How to complete this task: The answer must consist of every line in the records below that contains the string "fresh".

── Entries provided

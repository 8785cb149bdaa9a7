//! Pipeline plumbing — the stage trait, bounded hand-off channels, and the
//! task set that drives a stage chain.
//!
//! Stages are composed strictly in declared order. Each runs as its own task
//! connected to its neighbours by a bounded mpsc channel, so a slow stage
//! backpressures its upstream instead of buffering unboundedly. Cancellation
//! is cooperative: every stage observes the session's token between frame
//! hand-offs.

use async_trait::async_trait;
use tokio::sync::mpsc;
use tokio::task::JoinSet;
use tokio_util::sync::CancellationToken;

use voxlink_core::error::{Result, VoxlinkError};
use voxlink_core::frame::Frame;

pub const DEFAULT_CHANNEL_CAPACITY: usize = 32;

/// A single-input/single-output transformer over the frame stream.
///
/// Contract: output order follows input order; frames the stage does not
/// understand are forwarded unchanged; an `Err` return is fatal to the
/// session (fail-fast), never silently swallowed.
#[async_trait]
pub trait PipelineStage: Send + 'static {
    fn name(&self) -> &'static str;

    async fn run(
        self: Box<Self>,
        input: mpsc::Receiver<Frame>,
        output: mpsc::Sender<Frame>,
        cancel: CancellationToken,
    ) -> Result<()>;
}

/// Receive the next frame, observing cancellation between hand-offs.
/// `None` means cancelled or upstream finished — either way the stage stops.
pub async fn next_frame(
    input: &mut mpsc::Receiver<Frame>,
    cancel: &CancellationToken,
) -> Option<Frame> {
    tokio::select! {
        _ = cancel.cancelled() => None,
        frame = input.recv() => frame,
    }
}

/// Hand a frame to the next stage. Returns false when cancelled or the
/// downstream stage is gone; the caller should stop cleanly.
pub async fn send_frame(
    output: &mpsc::Sender<Frame>,
    frame: Frame,
    cancel: &CancellationToken,
) -> bool {
    tokio::select! {
        _ = cancel.cancelled() => false,
        sent = output.send(frame) => sent.is_ok(),
    }
}

/// Sender into the head of a running pipeline, used to inject control frames.
pub struct PipelineHandle {
    head: mpsc::Sender<Frame>,
}

impl PipelineHandle {
    /// Inject a frame ahead of the first stage. Returns false once the
    /// pipeline has shut down.
    pub async fn inject(&self, frame: Frame) -> bool {
        self.head.send(frame).await.is_ok()
    }
}

/// The joined stage tasks of one pipeline.
pub struct PipelineJoin {
    tasks: JoinSet<(&'static str, Result<()>)>,
}

impl PipelineJoin {
    /// Resolve on the first stage failure, or with `Ok(())` once every stage
    /// has finished cleanly.
    pub async fn wait(&mut self) -> Result<()> {
        while let Some(joined) = self.tasks.join_next().await {
            match joined {
                Ok((_, Ok(()))) => continue,
                Ok((name, Err(err))) => {
                    return Err(match err {
                        stage @ VoxlinkError::Stage { .. } => stage,
                        other => VoxlinkError::stage(name, other),
                    });
                }
                Err(join_err) => {
                    return Err(VoxlinkError::stage("pipeline", join_err));
                }
            }
        }
        Ok(())
    }

    /// Abort anything still running and reap the tasks. Called after the
    /// cancellation token has fired, so stages have already had their chance
    /// to stop cooperatively.
    pub async fn shutdown(mut self) {
        self.tasks.shutdown().await;
    }
}

/// Assembles a stage chain and spawns it.
pub struct PipelineBuilder {
    stages: Vec<Box<dyn PipelineStage>>,
    capacity: usize,
}

impl PipelineBuilder {
    pub fn new(capacity: usize) -> Self {
        Self {
            stages: Vec::new(),
            capacity: capacity.max(1),
        }
    }

    pub fn stage(self, stage: impl PipelineStage) -> Self {
        self.stage_boxed(Box::new(stage))
    }

    pub fn stage_boxed(mut self, stage: Box<dyn PipelineStage>) -> Self {
        self.stages.push(stage);
        self
    }

    /// Spawn every stage, wired head-to-tail with bounded channels. Frames
    /// reaching the end of the chain are drained and dropped.
    pub fn spawn(self, cancel: &CancellationToken) -> (PipelineHandle, PipelineJoin) {
        let (head_tx, mut prev_rx) = mpsc::channel(self.capacity);
        let mut tasks = JoinSet::new();

        for stage in self.stages {
            let (tx, rx) = mpsc::channel(self.capacity);
            let stage_cancel = cancel.clone();
            let name = stage.name();
            tasks.spawn(async move {
                let result = stage.run(prev_rx, tx, stage_cancel).await;
                (name, result)
            });
            prev_rx = rx;
        }

        // Tail drain: the last stage must never block on a full channel.
        tasks.spawn(async move {
            while prev_rx.recv().await.is_some() {}
            ("drain", Ok(()))
        });

        (PipelineHandle { head: head_tx }, PipelineJoin { tasks })
    }
}
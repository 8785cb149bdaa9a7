//! Negotiation service — the public entry surface for session creation,
//! candidate attachment, and pipeline start.

use std::sync::Arc;

use tokio::sync::Mutex;
use tracing::{debug, info, warn};

use voxlink_core::candidate::{self, CandidateDescriptor};
use voxlink_core::config::Config;
use voxlink_core::context::ConversationContext;
use voxlink_core::error::{Result, VoxlinkError};
use voxlink_engines::EngineFactory;

use crate::orchestrator::SessionOrchestrator;
use crate::registry::{Session, SessionRegistry};
use crate::stages::build_stage_chain;
use crate::transport::TransportFactory;

/// What the negotiation caller gets back: the session id plus the local
/// answer description.
#[derive(Debug, Clone)]
pub struct AnswerDescriptor {
    pub session_id: String,
    pub answer_sdp: String,
    pub answer_type: String,
}

pub struct NegotiationService {
    registry: Arc<SessionRegistry>,
    transports: Arc<dyn TransportFactory>,
    engines: Arc<dyn EngineFactory>,
    config: Arc<Config>,
}

impl NegotiationService {
    pub fn new(
        registry: Arc<SessionRegistry>,
        transports: Arc<dyn TransportFactory>,
        engines: Arc<dyn EngineFactory>,
        config: Arc<Config>,
    ) -> Self {
        Self {
            registry,
            transports,
            engines,
            config,
        }
    }

    pub fn registry(&self) -> &Arc<SessionRegistry> {
        &self.registry
    }

    /// Validate the offer, negotiate an answer, and register the session as
    /// pending. Synchronous up to the answer; streaming starts separately.
    ///
    /// On failure nothing is registered — the caller re-negotiates from
    /// scratch.
    pub async fn create_session(
        &self,
        offer_sdp: &str,
        offer_type: &str,
    ) -> Result<AnswerDescriptor> {
        if offer_sdp.trim().is_empty() {
            return Err(VoxlinkError::Negotiation("empty offer SDP".into()));
        }
        if offer_type != "offer" {
            return Err(VoxlinkError::Negotiation(format!(
                "expected an offer, got `{offer_type}`"
            )));
        }

        let transport = self.transports.create(&self.config.ice_servers()).await?;
        let answer = transport.negotiate(offer_sdp, offer_type).await?;

        let session = Arc::new(Session::new(transport));
        let session_id = session.id.clone();
        self.registry.insert(session).await;

        info!(session_id, "Session negotiated");
        Ok(AnswerDescriptor {
            session_id,
            answer_sdp: answer.sdp,
            answer_type: answer.kind,
        })
    }

    /// Resolve and apply a batch of trickled candidates.
    ///
    /// Invalid entries are skipped, and per-candidate application errors are
    /// logged and swallowed — the batch itself succeeds as long as the
    /// session exists. Runs concurrently with the frame pipeline without
    /// touching it.
    pub async fn attach_candidates(
        &self,
        session_id: &str,
        raw_candidates: &[CandidateDescriptor],
    ) -> Result<()> {
        let session = self
            .registry
            .get(session_id)
            .await
            .ok_or_else(|| VoxlinkError::SessionNotFound(session_id.to_string()))?;

        for raw in raw_candidates {
            let Some(resolved) = candidate::resolve(raw) else {
                continue;
            };
            session.push_candidate(resolved.clone()).await;
            if let Err(e) = session.transport.add_remote_candidate(&resolved).await {
                warn!(session_id, %e, "Failed to apply candidate");
            }
        }

        debug!(session_id, count = raw_candidates.len(), "Candidate batch processed");
        Ok(())
    }

    /// Transition pending → active and hand the session to an orchestrator
    /// task. Fire-and-forget: returns as soon as the task is spawned.
    pub async fn start_session(
        &self,
        session_id: &str,
        display_name: Option<String>,
    ) -> Result<()> {
        let session = self
            .registry
            .get(session_id)
            .await
            .ok_or_else(|| VoxlinkError::SessionNotFound(session_id.to_string()))?;

        if !session.mark_active().await {
            return Err(VoxlinkError::Negotiation(format!(
                "session {session_id} is not pending"
            )));
        }

        let context = Arc::new(Mutex::new(ConversationContext::seeded(
            &self.config.persona_prompt(),
            &self.config.greeting_instruction(),
            display_name.as_deref(),
        )));

        let stages = build_stage_chain(
            session.transport.clone(),
            self.engines.as_ref(),
            context,
            self.config.assume_final(),
        );

        let orchestrator = SessionOrchestrator::new(self.registry.clone(), session);
        let capacity = self.config.channel_capacity();
        tokio::spawn(orchestrator.run(stages, capacity));

        Ok(())
    }
}
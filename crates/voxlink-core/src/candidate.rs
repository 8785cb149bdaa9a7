//! Connectivity-candidate normalization.
//!
//! Browsers trickle ICE candidates to the signaling endpoint as they are
//! discovered. Not every entry can be applied: the end-of-candidates marker
//! arrives as an empty candidate string, and some stacks omit both the media
//! line id and index. Those are observed-but-ignored outcomes, never errors.

use serde::{Deserialize, Serialize};
use tracing::debug;

/// Raw candidate as received from the client, field names matching the wire.
#[derive(Debug, Clone, Serialize, Deserialize)]
pub struct CandidateDescriptor {
    #[serde(default)]
    pub candidate: String,
    #[serde(default)]
    pub sdp_mid: Option<String>,
    #[serde(default)]
    pub sdp_mline_index: Option<u16>,
}

/// A candidate that passed validation and can be applied to a live handshake.
#[derive(Debug, Clone, PartialEq, Eq)]
pub struct ResolvedCandidate {
    pub candidate: String,
    pub sdp_mid: Option<String>,
    pub sdp_mline_index: Option<u16>,
}

/// Normalize a raw candidate descriptor.
///
/// Returns `None` (skip, not failure) when:
/// 1. the candidate string is empty — end-of-candidates marker;
/// 2. both `sdp_mid` and `sdp_mline_index` are absent — the candidate
///    cannot be attached to a media line.
pub fn resolve(raw: &CandidateDescriptor) -> Option<ResolvedCandidate> {
    if raw.candidate.is_empty() {
        return None;
    }

    if raw.sdp_mid.is_none() && raw.sdp_mline_index.is_none() {
        debug!("Skipping candidate without sdp_mid or sdp_mline_index");
        return None;
    }

    Some(ResolvedCandidate {
        candidate: raw.candidate.clone(),
        sdp_mid: raw.sdp_mid.clone(),
        sdp_mline_index: raw.sdp_mline_index,
    })
}
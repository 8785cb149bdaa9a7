use thiserror::Error;

#[derive(Debug, Error)]
pub enum VoxlinkError {
    #[error("Config error: {0}")]
    Config(String),

    /// The offer could not be turned into an answer. Surfaced to the
    /// negotiation caller; no session is created.
    #[error("Negotiation error: {0}")]
    Negotiation(String),

    /// Operation against an unknown or already-closed session id.
    #[error("Session not found: {0}")]
    SessionNotFound(String),

    /// A pipeline stage could not produce output. Fatal to that session only.
    #[error("Stage `{stage}` failed: {message}")]
    Stage { stage: &'static str, message: String },

    #[error("Engine error: {0}")]
    Engine(String),

    #[error("Transport error: {0}")]
    Transport(String),

    #[error("Auth error: {0}")]
    Auth(String),

    #[error("IO error: {0}")]
    Io(#[from] std::io::Error),

    #[error("JSON error: {0}")]
    Json(#[from] serde_json::Error),

    #[error(transparent)]
    Other(#[from] anyhow::Error),
}

impl VoxlinkError {
    /// Wrap any error as a stage failure, tagging it with the stage identity.
    pub fn stage(stage: &'static str, err: impl std::fmt::Display) -> Self {
        Self::Stage {
            stage,
            message: err.to_string(),
        }
    }
}

pub type Result<T> = std::result::Result<T, VoxlinkError>;
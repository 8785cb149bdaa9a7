//! Engine clients — the opaque external collaborators of the pipeline:
//! speech-to-text, language generation, and text-to-speech.

pub mod llm;
pub mod stt;
pub mod tts;
pub mod vad;

use std::sync::Arc;

use voxlink_core::config::Config;

pub use llm::{HttpLanguageGeneration, LanguageGeneration};
pub use stt::{HttpSpeechToText, SpeechToText, Transcript};
pub use tts::{HttpTextToSpeech, TextToSpeech};

/// Produces one engine set per session.
///
/// Speech-to-text is stateful (it buffers audio between calls), so every
/// session gets a fresh instance; generation and synthesis clients are
/// stateless and shared.
pub trait EngineFactory: Send + Sync {
    fn speech_to_text(&self) -> Box<dyn SpeechToText>;
    fn language_generation(&self) -> Arc<dyn LanguageGeneration>;
    fn text_to_speech(&self) -> Arc<dyn TextToSpeech>;
}

/// Factory wiring the HTTP engine implementations from config.
pub struct HttpEngineFactory {
    config: Arc<Config>,
    llm: Arc<HttpLanguageGeneration>,
    tts: Arc<HttpTextToSpeech>,
}

impl HttpEngineFactory {
    pub fn new(config: Arc<Config>) -> Self {
        let llm = Arc::new(HttpLanguageGeneration::new(
            config.llm.clone().unwrap_or_default(),
        ));
        let tts = Arc::new(HttpTextToSpeech::new(
            config.tts.clone().unwrap_or_default(),
        ));
        Self { config, llm, tts }
    }
}

impl EngineFactory for HttpEngineFactory {
    fn speech_to_text(&self) -> Box<dyn SpeechToText> {
        Box::new(HttpSpeechToText::new(
            self.config.stt.clone().unwrap_or_default(),
        ))
    }

    fn language_generation(&self) -> Arc<dyn LanguageGeneration> {
        self.llm.clone()
    }

    fn text_to_speech(&self) -> Arc<dyn TextToSpeech> {
        self.tts.clone()
    }
}
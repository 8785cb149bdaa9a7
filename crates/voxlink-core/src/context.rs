//! Conversation context — the ordered dialogue history used to prompt
//! language generation.

use serde::{Deserialize, Serialize};

#[derive(Debug, Clone, Copy, PartialEq, Eq, Serialize, Deserialize)]
#[serde(rename_all = "snake_case")]
pub enum Role {
    System,
    User,
    Assistant,
}

/// One entry in the dialogue history, shaped for chat-completions APIs.
#[derive(Debug, Clone, PartialEq, Serialize, Deserialize)]
pub struct ContextMessage {
    pub role: Role,
    pub content: String,
}

/// Append-only dialogue history for one session.
///
/// Seeded once at session start with the persona system prompt plus one
/// trailing system instruction requesting the introductory greeting. Appends
/// follow pipeline frame order, never wall-clock arrival of network messages.
#[derive(Debug, Default)]
pub struct ConversationContext {
    messages: Vec<ContextMessage>,
}

impl ConversationContext {
    /// Seed a fresh context with the persona prompt and greeting instruction.
    ///
    /// When the caller authenticated with a display name, it is folded into
    /// the greeting instruction so the agent can greet them by name.
    pub fn seeded(
        persona_prompt: &str,
        greeting_instruction: &str,
        display_name: Option<&str>,
    ) -> Self {
        let greeting = match display_name {
            Some(name) => format!("{greeting_instruction} The caller's name is {name}."),
            None => greeting_instruction.to_string(),
        };
        Self {
            messages: vec![
                ContextMessage {
                    role: Role::System,
                    content: persona_prompt.to_string(),
                },
                ContextMessage {
                    role: Role::System,
                    content: greeting,
                },
            ],
        }
    }

    pub fn push_user(&mut self, text: impl Into<String>) {
        self.messages.push(ContextMessage {
            role: Role::User,
            content: text.into(),
        });
    }

    pub fn push_assistant(&mut self, text: impl Into<String>) {
        self.messages.push(ContextMessage {
            role: Role::Assistant,
            content: text.into(),
        });
    }

    /// Clone the current history for a generation call.
    pub fn snapshot(&self) -> Vec<ContextMessage> {
        self.messages.clone()
    }

    pub fn messages(&self) -> &[ContextMessage] {
        &self.messages
    }

    pub fn len(&self) -> usize {
        self.messages.len()
    }

    pub fn is_empty(&self) -> bool {
        self.messages.is_empty()
    }
}

#[cfg(test)]
mod tests {
    use super::*;

    #[test]
    fn test_seeded_context_shape() {
        let ctx = ConversationContext::seeded("You are a test agent.", "Say hello.", None);
        assert_eq!(ctx.len(), 2);
        assert_eq!(ctx.messages()[0].role, Role::System);
        assert_eq!(ctx.messages()[1].content, "Say hello.");
    }

    #[test]
    fn test_seeded_context_with_display_name() {
        let ctx = ConversationContext::seeded("persona", "Say hello.", Some("Alice"));
        assert!(ctx.messages()[1].content.contains("Alice"));
        assert!(ctx.messages()[1].content.starts_with("Say hello."));
    }

    #[test]
    fn test_append_order_preserved() {
        let mut ctx = ConversationContext::seeded("p", "g", None);
        ctx.push_user("one");
        ctx.push_assistant("two");
        ctx.push_user("three");

        let roles: Vec<Role> = ctx.messages()[2..].iter().map(|m| m.role).collect();
        assert_eq!(roles, vec![Role::User, Role::Assistant, Role::User]);
        assert_eq!(ctx.messages()[4].content, "three");
    }

    #[test]
    fn test_role_serialization() {
        let msg = ContextMessage {
            role: Role::Assistant,
            content: "hi".into(),
        };
        let json = serde_json::to_value(&msg).unwrap();
        assert_eq!(json["role"], "assistant");
    }
}
//! Error types for the verification harness.
//!
//! The structural errors below indicate a malformed test script and abort
//! the current scenario. Faults thrown by the domain runtime are carried as
//! boxed error trait objects so that the embedding test can still match on
//! the concrete fault type via [`std::error::Error::downcast_ref`].
//!
//! Assertion failures are deliberately absent from this taxonomy: they are
//! reported through the transcript and the pluggable failure hook, never
//! raised as errors by the harness itself.

use thiserror::Error;

use crate::types::TypeTag;

/// A fault thrown by the domain runtime while saving an event or processing
/// a command. The harness never inspects faults except in fault checks.
pub type Fault = Box<dyn std::error::Error + Send + Sync + 'static>;

/// Errors surfaced by the harness for malformed test scripts.
#[derive(Debug, Error)]
pub enum HarnessError {
    /// Configuration was attempted after the context had been created.
    #[error("configuration must happen before the first given or when step")]
    LateConfiguration,

    /// A latest-identity lookup found nothing for the requested type.
    #[error("cannot get latest {aggregate} identity, since none exists")]
    NoSuchIdentity {
        /// The aggregate type that has no registered identity
        aggregate: TypeTag,
    },

    /// An indexed identity lookup exceeded the registered count.
    #[error("no {aggregate} identity at recency rank {index} (only {registered} registered)")]
    IndexOutOfRange {
        /// The aggregate type that was looked up
        aggregate: TypeTag,
        /// The 1-based recency rank that was requested
        index: usize,
        /// How many identities of that type are registered
        registered: usize,
    },

    /// An identity string was re-registered under an incompatible type.
    #[error(
        "identity '{value}' already exists for non-compatible type {existing} \
         (attempted to register it for {requested})"
    )]
    ConflictingIdentityType {
        /// The string form of the conflicting identity
        value: String,
        /// The type the identity was first registered for
        existing: TypeTag,
        /// The incompatible type of the attempted re-registration
        requested: TypeTag,
    },

    /// An event was emitted from an aggregate type it is not declared for.
    #[error("event {event} is not emittable from aggregate type {aggregate}")]
    IllegalEmission {
        /// The name of the offending event type
        event: String,
        /// The aggregate type the event was emitted from
        aggregate: TypeTag,
    },

    /// An event or command payload could not be serialized.
    #[error("failed to serialize payload: {0}")]
    Serialization(#[from] serde_json::Error),

    /// A fault thrown by the runtime during a plain `when` step, propagated
    /// unmodified to the caller of the scenario.
    #[error("runtime fault: {0}")]
    Runtime(Fault),
}

/// Result alias for harness operations.
pub type HarnessResult<T> = Result<T, HarnessError>;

────

Response to this exercise:
/// session gets a fresh instance; generation and synthesis clients are
    /// Seed a fresh context with the persona prompt and greeting instruction.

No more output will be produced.